What is required: Using the material below, copy every line where "preceded" appears.

* * * *

//! Epoch strings of ephemeris messages.
//!
//! Two layouts are accepted, both read as UTC:
//!
//! ```text
//! YYYY-MM-DDThh:mm:ss[.fff]
//! YYYY-DOYThh:mm:ss[.fff]
//! ```
use nom::{
    character::complete::{char, digit1},
    combinator::{all_consuming, map_res, opt},
    sequence::preceded,
    IResult, Parser,
};

use crate::{
    constants::{JD_NOV_17_1858, MJD},
    time_system::{
        converter::TimeConverter,
        gregorian::{day_of_year_to_month_day, days_in_month, mjd_from_day_and_seconds},
        TimeSystem,
    },
    timecore_errors::TimeCoreError,
};

fn number(input: &str) -> IResult<&str, u32> {
    map_res(digit1, str::parse::<u32>).parse(input)
}

/// `YYYY-DDD` or `YYYY-MM-DD`, returning the year and the one or two trailing numbers.
fn date_part(input: &str) -> IResult<&str, (i32, u32, Option<u32>)> {
    all_consuming((
        map_res(digit1, str::parse::<i32>),
        preceded(char('-'), number),
        opt(preceded(char('-'), number)),
    ))
    .parse(input)
}

/// Split `hh:mm:ss[.fff]` into hours, minutes and seconds.
fn time_part(text: &str) -> Option<(u32, u32, f64)> {
    if text.len() < 8 || text.matches(':').count() != 2 {
        return None;
    }
    let mut fields = text.split(':');
    let hour = fields.next()?.parse::<u32>().ok()?;
    let minute = fields.next()?.parse::<u32>().ok()?;
    let seconds = fields.next()?.parse::<f64>().ok()?;
    (hour < 24 && minute < 60 && (0.0..61.0).contains(&seconds)).then_some((hour, minute, seconds))
}

/// Parse an ephemeris message epoch.
///
/// Arguments
/// -----------------
/// * `text`: Epoch text in UTC, calendar or day-of-year layout.
/// * `converter`: Converter holding the leap-second table used for the UTC → A1 step.
///
/// Return
/// ----------
/// * The epoch as an A1 modified julian date (standard origin), or
///   [`TimeCoreError::InvalidCcsdsEpoch`] for a malformed text or a day that does not exist
///   (day 366 of a non-leap year, February 30, …). A missing leap-second table is a
///   [`TimeCoreError::MissingLeapSecondTable`].
pub fn parse_ccsds_epoch(text: &str, converter: &TimeConverter) -> Result<MJD, TimeCoreError> {
    let text = text.trim();
    let invalid = |why: &str| TimeCoreError::InvalidCcsdsEpoch(format!("\"{text}\": {why}"));

    let (date, time) = text
        .split_once(['T', 't'])
        .ok_or_else(|| invalid("missing 'T' separator"))?;

    let (hour, minute, seconds) =
        time_part(time).ok_or_else(|| invalid("hh:mm:ss part is not formatted correctly"))?;

    let (_, (year, second_field, third_field)) =
        date_part(date).map_err(|_| invalid("date part is not formatted correctly"))?;

    let (month, day) = match third_field {
        None => {
            let doy = u16::try_from(second_field)
                .map_err(|_| invalid("day of year is out of range"))?;
            day_of_year_to_month_day(year, doy).ok_or_else(|| {
                invalid(&format!("day number {doy} does not exist in year {year}"))
            })?
        }
        Some(day) => {
            let month = u8::try_from(second_field)
                .ok()
                .filter(|m| (1..=12).contains(m))
                .ok_or_else(|| invalid("month is out of range"))?;
            let day = u8::try_from(day)
                .ok()
                .filter(|d| *d >= 1 && *d <= days_in_month(year, month))
                .ok_or_else(|| invalid("day of month is out of range"))?;
            (month, day)
        }
    };

    let seconds_of_day = hour as f64 * 3600.0 + minute as f64 * 60.0 + seconds;
    let utc = mjd_from_day_and_seconds(year, month, day, seconds_of_day);
    converter.convert(utc, TimeSystem::UTC, TimeSystem::A1, JD_NOV_17_1858)
}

* * * *

Written solution:
    sequence::preceded,
        preceded(char('-'), number),
        opt(preceded(char('-'), number)),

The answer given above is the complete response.